Saramago’nun adası insanların müdahalesiyle ayrılmıyor tabii karadan. Belki bu kurmaca dünyada Zeus yarımadanın ayrılmasını istiyor. Günümüzde yok mu böyle kazı hesapları? Olmaz mı? Mesela Kanal İstanbul. Düşman ordularının istilasından sakınmak için de değil üstelik, düpedüz rant için, arsaların değerlenmesi, yeni bir şehir kurmak için. Knidos’un ada olmasını Zeus istememişti, İber Yarımadası’nın ayrılmasını ise Saramago’nun izniyle belki yine Zeus uygun görmüştü, İstanbul’un kanalla ayrılmasını ise ne bir tanrı istiyor ne de büyük bir romancı. Kimin istediği herkesçe malum, hem de Kuzey ormanlarının, önemli su havzalarının, Terkos gölünün yok edilmesi uğruna ve şehircilik ve doğa adına bilimsel araştırmalara dayalı karşı çıkışlara aldırmadan.

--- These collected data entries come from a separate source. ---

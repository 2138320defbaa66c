//! `RawClusterStream`: whole-cluster I/O against a `CookedDataRuns`
//!.

use crate::bitmap::ClusterBitmap;
use crate::data_runs::CookedDataRuns;
use crate::error::{NtfsError, Result};
use crate::volume::RawVolume;
use log::trace;

pub struct RawClusterStream<'v> {
    volume: &'v mut dyn RawVolume,
    bytes_per_cluster: u32,
}

impl<'v> RawClusterStream<'v> {
    pub fn new(volume: &'v mut dyn RawVolume, bytes_per_cluster: u32) -> Self {
        Self {
            volume,
            bytes_per_cluster,
        }
    }

    fn cluster_offset(&self, lcn: u64) -> u64 {
        lcn * self.bytes_per_cluster as u64
    }

    /// Read `count` clusters starting at `start_vcn` into `out`
    /// (`out.len()` must equal `count * bytes_per_cluster`). Sparse runs
    /// read back as zeros.
    pub fn read(&mut self, runs: &CookedDataRuns, start_vcn: u64, count: u64, out: &mut [u8]) -> Result<()> {
        let cluster_size = self.bytes_per_cluster as usize;
        debug_assert_eq!(out.len(), count as usize * cluster_size);
        let mut vcn = start_vcn;
        let end_vcn = start_vcn + count;
        let mut idx = runs.find(start_vcn, 0)?;
        while vcn < end_vcn {
            idx = runs.find(vcn, idx)?;
            let run = runs.runs()[idx];
            let span = run.end_vcn().min(end_vcn) - vcn;
            let out_offset = (vcn - start_vcn) as usize * cluster_size;
            let out_span = &mut out[out_offset..out_offset + span as usize * cluster_size];
            match run.lcn {
                None => out_span.fill(0),
                Some(lcn) => {
                    let run_offset = vcn - run.start_vcn;
                    let byte_offset = self.cluster_offset(lcn + run_offset);
                    self.volume.read_at(byte_offset, out_span)?;
                }
            }
            vcn += span;
        }
        Ok(())
    }

    /// Write `count` clusters starting at `start_vcn`. Fails if any covered
    /// run is sparse: callers must `allocate` first.
    pub fn write(&mut self, runs: &CookedDataRuns, start_vcn: u64, count: u64, data: &[u8]) -> Result<()> {
        let cluster_size = self.bytes_per_cluster as usize;
        debug_assert_eq!(data.len(), count as usize * cluster_size);
        let mut vcn = start_vcn;
        let end_vcn = start_vcn + count;
        let mut idx = runs.find(start_vcn, 0)?;
        while vcn < end_vcn {
            idx = runs.find(vcn, idx)?;
            let run = runs.runs()[idx];
            let span = run.end_vcn().min(end_vcn) - vcn;
            let in_offset = (vcn - start_vcn) as usize * cluster_size;
            let in_span = &data[in_offset..in_offset + span as usize * cluster_size];
            let lcn = run
                .lcn
                .ok_or_else(|| NtfsError::invalid("write covers a sparse run; allocate first"))?;
            let run_offset = vcn - run.start_vcn;
            let byte_offset = self.cluster_offset(lcn + run_offset);
            self.volume.write_at(byte_offset, in_span)?;
            vcn += span;
        }
        Ok(())
    }

    /// Allocate backing clusters for every sparse run overlapping
    /// `[start_vcn, start_vcn + count)`. Each sparse run found is split to
    /// the exact overlapping span, then handed to the bitmap with a hint of
    /// the previous non-sparse run's tail LCN (for locality). Returns the
    /// number of clusters newly allocated.
    pub fn allocate(
        &mut self,
        runs: &mut CookedDataRuns,
        bitmap: &mut ClusterBitmap,
        start_vcn: u64,
        count: u64,
    ) -> Result<u64> {
        let end_vcn = start_vcn + count;
        let mut allocated = 0u64;
        let mut vcn = start_vcn;
        let mut idx = 0usize;
        while vcn < end_vcn {
            idx = runs.find(vcn, idx)?;
            let run = runs.runs()[idx];
            if run.start_vcn < vcn {
                runs.split(idx, vcn)?;
                idx += 1;
            }
            let run = runs.runs()[idx];
            let span_end = run.end_vcn().min(end_vcn);
            if span_end < run.end_vcn() {
                runs.split(idx, span_end)?;
            }
            let run = runs.runs()[idx];
            if run.is_sparse() {
                let hint = if idx > 0 {
                    runs.runs()[idx - 1].lcn.map(|l| l + runs.runs()[idx - 1].length).unwrap_or(0)
                } else {
                    0
                };
                let pieces = bitmap.allocate(run.length, hint, false, &[])?;
                trace!("allocated {} clusters for vcn {}..{}", run.length, run.start_vcn, run.end_vcn());
                runs.make_non_sparse(idx, &pieces)?;
                allocated += run.length;
            }
            vcn = span_end;
            idx += 1;
        }
        Ok(allocated)
    }

    /// Release the backing clusters of every non-sparse run overlapping
    /// `[start_vcn, start_vcn + count)`, turning them sparse. Returns the
    /// number of clusters freed.
    pub fn release(
        &mut self,
        runs: &mut CookedDataRuns,
        bitmap: &mut ClusterBitmap,
        start_vcn: u64,
        count: u64,
    ) -> Result<u64> {
        let end_vcn = start_vcn + count;
        let mut released = 0u64;
        let mut vcn = start_vcn;
        let mut idx = 0usize;
        while vcn < end_vcn {
            idx = runs.find(vcn, idx)?;
            let run = runs.runs()[idx];
            if run.start_vcn < vcn {
                runs.split(idx, vcn)?;
                idx += 1;
            }
            let run = runs.runs()[idx];
            let span_end = run.end_vcn().min(end_vcn);
            if span_end < run.end_vcn() {
                runs.split(idx, span_end)?;
            }
            let run = runs.runs()[idx];
            if let Some(lcn) = run.lcn {
                bitmap.free((lcn, run.length));
                runs.make_sparse(idx)?;
                released += run.length;
            }
            vcn = span_end;
            idx += 1;
        }
        runs.collapse();
        Ok(released)
    }

    /// Zero every cluster in the range. Allocation is preserved: unlike the
    /// compressed stream, a raw stream never deallocates on clear.
    pub fn clear(&mut self, runs: &CookedDataRuns, start_vcn: u64, count: u64) -> Result<()> {
        let cluster_size = self.bytes_per_cluster as usize;
        let zeros = vec![0u8; cluster_size];
        let mut vcn = start_vcn;
        let end_vcn = start_vcn + count;
        let mut idx = runs.find(start_vcn, 0)?;
        while vcn < end_vcn {
            idx = runs.find(vcn, idx)?;
            let run = runs.runs()[idx];
            let span = run.end_vcn().min(end_vcn) - vcn;
            if let Some(lcn) = run.lcn {
                let run_offset = vcn - run.start_vcn;
                for i in 0..span {
                    let byte_offset = self.cluster_offset(lcn + run_offset + i);
                    self.volume.write_at(byte_offset, &zeros)?;
                }
            }
            vcn += span;
        }
        Ok(())
    }

    /// Append a trailing sparse run so the stream maps at least `clusters`
    /// clusters, optionally allocating it immediately.
    pub fn expand_to(
        &mut self,
        runs: &mut CookedDataRuns,
        bitmap: &mut ClusterBitmap,
        clusters: u64,
        allocate: bool,
    ) -> Result<()> {
        let start = runs.last_vcn();
        if clusters <= start {
            return Ok(());
        }
        runs.expand_to(clusters);
        if allocate {
            self.allocate(runs, bitmap, start, clusters - start)?;
        }
        Ok(())
    }

    /// Release every cluster at and after `clusters` and drop the trailing
    /// runs.
    pub fn truncate_to(&mut self, runs: &mut CookedDataRuns, bitmap: &mut ClusterBitmap, clusters: u64) -> Result<()> {
        if clusters >= runs.last_vcn() {
            return Ok(());
        }
        let idx = if clusters == 0 {
            0
        } else {
            let idx = runs.find(clusters.saturating_sub(1), 0)?;
            let run = runs.runs()[idx];
            if run.start_vcn < clusters {
                runs.split(idx, clusters)?;
                idx + 1
            } else {
                idx
            }
        };
        for (lcn, len) in runs.truncate_at(idx) {
            bitmap.free((lcn, len));
        }
        Ok(())
    }
}

#[cfg(test)]
mod tests {
    use super::*;
    use crate::data_runs::{CookedDataRuns, ExtentKey, RawRun};
    use crate::structures::FileRecordReference;

    fn key() -> ExtentKey {
        ExtentKey {
            containing_record: FileRecordReference::new(10, 1),
            attribute_id: 0,
        }
    }

    #[test]
    fn allocate_then_write_then_read_roundtrips() {
        let mut volume = vec![0u8; 64 * 4096];
        let mut bitmap = ClusterBitmap::new_empty(64);
        let mut runs = CookedDataRuns::empty(0, key());
        let mut stream = RawClusterStream::new(&mut volume, 4096);

        stream.expand_to(&mut runs, &mut bitmap, 4, true).unwrap();
        let pattern: Vec<u8> = (0..4 * 4096).map(|i| (i % 256) as u8).collect();
        stream.write(&runs, 0, 4, &pattern).unwrap();

        let mut out = vec![0u8; 4 * 4096];
        stream.read(&runs, 0, 4, &mut out).unwrap();
        assert_eq!(out, pattern);
    }

    #[test]
    fn sparse_reads_as_zero_and_write_requires_allocation() {
        let mut volume = vec![0u8; 16 * 4096];
        let mut runs = CookedDataRuns::empty(0, key());
        runs.expand_to(4);
        let mut stream = RawClusterStream::new(&mut volume, 4096);

        let mut out = vec![0xAAu8; 4096];
        stream.read(&runs, 1, 1, &mut out).unwrap();
        assert_eq!(out, vec![0u8; 4096]);

        let data = vec![1u8; 4096];
        assert!(stream.write(&runs, 1, 1, &data).is_err());
    }

    #[test]
    fn release_then_truncate_frees_all_clusters() {
        let mut volume = vec![0u8; 16 * 4096];
        let mut bitmap = ClusterBitmap::new_empty(16);
        let mut runs = CookedDataRuns::empty(0, key());
        let mut stream = RawClusterStream::new(&mut volume, 4096);
        stream.expand_to(&mut runs, &mut bitmap, 8, true).unwrap();
        assert_eq!(bitmap.free_clusters(), 8);

        stream.truncate_to(&mut runs, &mut bitmap, 0).unwrap();
        assert_eq!(bitmap.free_clusters(), 16);
        assert_eq!(runs.last_vcn(), 0);
    }
}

Romana dönelim yine. Saramago Yitik Adanın Öyküsü’nü yazdıktan on bir yıl sonra Bilinmeyen Adanın Öyküsü okurla buluşmuş. Yayın tarihleri ile yazılma ya da yazılmaya başlanma tarihleri farklı olabilir elbette. Yıllar önce başlanıp bir kenara bırakılmış bir metin yıllar sonra tekrar canlandırılıp yazarı tarafından tamamlanabiliyor. Buna karşın aradaki on bir yıllık uzun süre akla şunu getiriyor: Saramago Yitik Adanın Öyküsü’nde ete kemiğe büründürdüğü yüzen ada kavramını zihninde hep canlı tutmuş, öyle ki bu kez işi gerçekten yüzmek olan, yüzdüğü için kimsenin garipsemeyeceği bir tekneyi adaya dönüştürmüş Bilinmeyen Adanın Öyküsü’nde. Bilinmeyen Ada ütopik bir ada ve ilk romanda bahsedilen taş sal ile alakası yok ama bir karanın yüzen bir sala, toprak ve kayalardan yapılmış büyük bir yüzen taştan gemiye dönüşmesinin neredeyse tam tersi bir mantığı işleterek yeni bir ada yaratmış. Daha önce Saramago’nun Bütün İsimler ve Ölüm Bir Varmış Bir Yokmuş romanları hakkında yazdığım ve Parşömen Sanal Fanzin’de yayımlanan yazıda bu iki romanı birbirini aynalayan anlatılar olarak ifade etmiş, Don José ile karakter olan “ölüm”ün, birbirlerinin ayaklarına basan varlık ve gölge gibi olduklarını söylemiştim. Bu iki adanın da tıpkı böyle birbirlerinin ayaklarına, bir aynanın iki yanında basan adalar olduklarını söylemek mümkün.
Esasında bu yazıya başlarken başlığı Saramago’da “Ada” Meselesi olarak belirlemiştim. Bilinmeyen Adanın Öyküsü’nde de bahsedecek çok şey var ve döneceğim dediğim konulara da bir daha dönemedim. Fakat bu yazıda sanıyorum amaç hasıl oldu, daha fazla uzatmak hem işin tadını kaçıracak hem de yazıyı toparlamak kolay olmayacak. Galiba taş sal gibi açılıp gittim. Bu nedenle burada kesmeli ve Bilinmeyen Adanın Öyküsü’nden bir başka yazıda bahsetmeli.
Yarımada durdu ama yolculuk devam ediyor.
M. Özgür Mutlu
Kaynaklar:
1- Bilinmeyen Adanın Öyküsü, Jose Saramago, Çev: Emrah İmre, Kırmızı Kedi Yayınevi, 2014.
2- Yitik Adanın Öyküsü, Jose Saramago, Çev: Dost Körpe, Kırmızı Kedi Yayınevi, 2016.
3- Ada, Akşit Göktürk, Adam Yayınları, 1982.
4- Heredot Tarihi, Çev: Müntekim Ökmen, İş Bankası Yayınları, 8. Basım.
5- Understanding Earth, Frank Press ve Raymond Siever, Freeman yayımcılık. Tekin Yürür FJ 2005.
7- Datça Kazan Betçe Kepçe, Yusuf Ziya Özalp, Datça Belediyesi Kültür Yayınları, 2019.